METHODS:PURPOSE:Low skeletal muscle mass has been associated with poor prognosis in patients with advanced lung cancer. However, little is known about the relationship between skeletal muscle mass and overall survival in patients with bone metastases from lung cancer. The objective of the present study was to evaluate the prognostic value of low trunk muscle mass in predicting overall survival in these patients. METHODS:The data from 198 patients who were diagnosed with bone metastases from lung cancer from April 2009 to May 2017 were retrospectively reviewed.
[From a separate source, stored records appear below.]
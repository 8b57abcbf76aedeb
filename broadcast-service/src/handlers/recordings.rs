//! Recording handlers - HTTP endpoints for archived broadcasts

use actix_web::{web, HttpRequest, HttpResponse};
use uuid::Uuid;

use super::{require_user, requester_from, AppState};
use crate::error::Result;
use crate::models::RecordingResponse;

/// The authenticated creator's recordings, newest first.
pub async fn list_recordings(
    state: web::Data<AppState>,
    req: HttpRequest,
) -> Result<HttpResponse> {
    let creator_id = require_user(&req)?;
    let recordings = state.streams.recordings_for_creator(creator_id).await?;
    let responses: Vec<RecordingResponse> = recordings.into_iter().map(Into::into).collect();
    Ok(HttpResponse::Ok().json(responses))
}

/// Playback descriptor, gated by the access resolver. Recordings still
/// processing return a descriptor without a URL rather than an error.
pub async fn recording_playback(
    state: web::Data<AppState>,
    req: HttpRequest,
    recording_id: web::Path<Uuid>,
) -> Result<HttpResponse> {
    let requester = requester_from(&req);
    let descriptor = state
        .streams
        .playback_for_recording(recording_id.into_inner(), &requester)
        .await?;
    Ok(HttpResponse::Ok().json(descriptor))
}

/// Soft-delete a recording (owner or admin).
pub async fn delete_recording(
    state: web::Data<AppState>,
    req: HttpRequest,
    recording_id: web::Path<Uuid>,
) -> Result<HttpResponse> {
    require_user(&req)?;
    let requester = requester_from(&req);
    state
        .streams
        .delete_recording(&requester, recording_id.into_inner())
        .await?;
    Ok(HttpResponse::NoContent().finish())
}
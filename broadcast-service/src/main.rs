use std::sync::Arc;
use std::time::Duration;

use actix_web::{middleware::Logger, web, App, HttpServer};
use anyhow::Context;
use tokio::sync::broadcast;
use tracing::{info, warn};

use broadcast_service::config::Config;
use broadcast_service::handlers::{self, AppState};
use broadcast_service::services::{EventIngress, Reconciler, StreamService, ViewerTracker};
use broadcast_service::store::memory::MemoryLifecycleStore;
use broadcast_service::store::postgres::PgLifecycleStore;
use broadcast_service::store::LifecycleStore;
use provider_client::ProviderClient;

#[actix_web::main]
async fn main() -> anyhow::Result<()> {
    dotenvy::dotenv().ok();
    tracing_subscriber::fmt()
        .with_env_filter(
            tracing_subscriber::EnvFilter::try_from_default_env()
                .unwrap_or_else(|_| "info,actix_web=info".into()),
        )
        .init();

    let config =
        Config::from_env().map_err(|e| anyhow::anyhow!("failed to load configuration: {e}"))?;

    let store: Arc<dyn LifecycleStore> = match &config.database.url {
        Some(url) => {
            info!("Using PostgreSQL lifecycle store");
            Arc::new(PgLifecycleStore::connect(url, config.database.max_connections).await?)
        }
        None => {
            warn!("DATABASE_URL not set; using in-memory lifecycle store");
            Arc::new(MemoryLifecycleStore::new())
        }
    };

    let (updates, _) = broadcast::channel(256);
    let provider = Arc::new(ProviderClient::new(
        config.provider.api_base.clone(),
        config.provider.api_token.clone(),
    ));
    let ingress = Arc::new(EventIngress::new(
        config.provider.webhook_secret.clone(),
        Duration::from_secs(config.lifecycle.dedup_window_secs),
    ));
    let reconciler = Arc::new(Reconciler::new(
        store.clone(),
        updates.clone(),
        config.lifecycle.clone(),
        config.provider.playback_base.clone(),
    ));
    let tracker = Arc::new(ViewerTracker::new(
        store.clone(),
        updates.clone(),
        config.viewers.session_ttl_secs,
    ));
    let streams = Arc::new(StreamService::new(
        store.clone(),
        provider,
        reconciler.clone(),
        config.provider.playback_base.clone(),
        config.access.min_member_tier,
    ));

    // reap viewer sessions whose heartbeat went quiet
    {
        let tracker = tracker.clone();
        let interval = Duration::from_secs(config.viewers.sweep_interval_secs.max(1));
        tokio::spawn(async move {
            let mut ticker = tokio::time::interval(interval);
            loop {
                ticker.tick().await;
                if let Err(err) = tracker.sweep_stale().await {
                    warn!(error = %err, "Viewer session sweep failed");
                }
            }
        });
    }

    // expire dedup entries and re-match orphan recordings
    {
        let reconciler = reconciler.clone();
        let ingress = ingress.clone();
        let interval = Duration::from_secs(config.lifecycle.orphan_sweep_interval_secs.max(1));
        tokio::spawn(async move {
            let mut ticker = tokio::time::interval(interval);
            loop {
                ticker.tick().await;
                ingress.sweep();
                match reconciler.sweep_orphans().await {
                    Ok(0) => {}
                    Ok(attached) => info!(attached, "Orphan sweep attached recordings"),
                    Err(err) => warn!(error = %err, "Orphan sweep failed"),
                }
            }
        });
    }

    let state = AppState {
        config: config.clone(),
        store,
        ingress,
        reconciler,
        tracker,
        streams,
    };

    let bind_addr = format!("{}:{}", config.app.host, config.app.port);
    info!(%bind_addr, env = %config.app.env, "Starting broadcast-service");

    HttpServer::new(move || {
        App::new()
            .app_data(web::Data::new(state.clone()))
            .wrap(Logger::default())
            .configure(handlers::routes)
    })
    .bind(&bind_addr)
    .with_context(|| format!("Failed to bind on {bind_addr}"))?
    .run()
    .await
    .context("HTTP server error")?;

    Ok(())
}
The areas of the psoas and paravertebral muscles were measured at the level of the third lumbar vertebra on computed tomography scans taken at the time nearest to the diagnosis of bone metastasis. Muscle area was evaluated for male and female cohorts separately using different cutoff points. Cox proportional hazards analysis was performed to evaluate the factors independently associated with overall survival. RESULTS:The overall survival of patients in the lowest quartile for psoas muscle area or paravertebral muscle area was significantly shorter than that of patients above the 25th percentile for muscle area (p < 0.001). Multivariate analyses showed that paravertebral muscle mass (hazard ratio, 1.73; 95% confidence interval, 1.17-2.56; p = 0.006), epidermal growth factor receptor-targeted therapy, and performance status were independent prognostic factors. CONCLUSIONS:Low paravertebral muscle mass was associated with shorter survival, independently of known prognostic factors.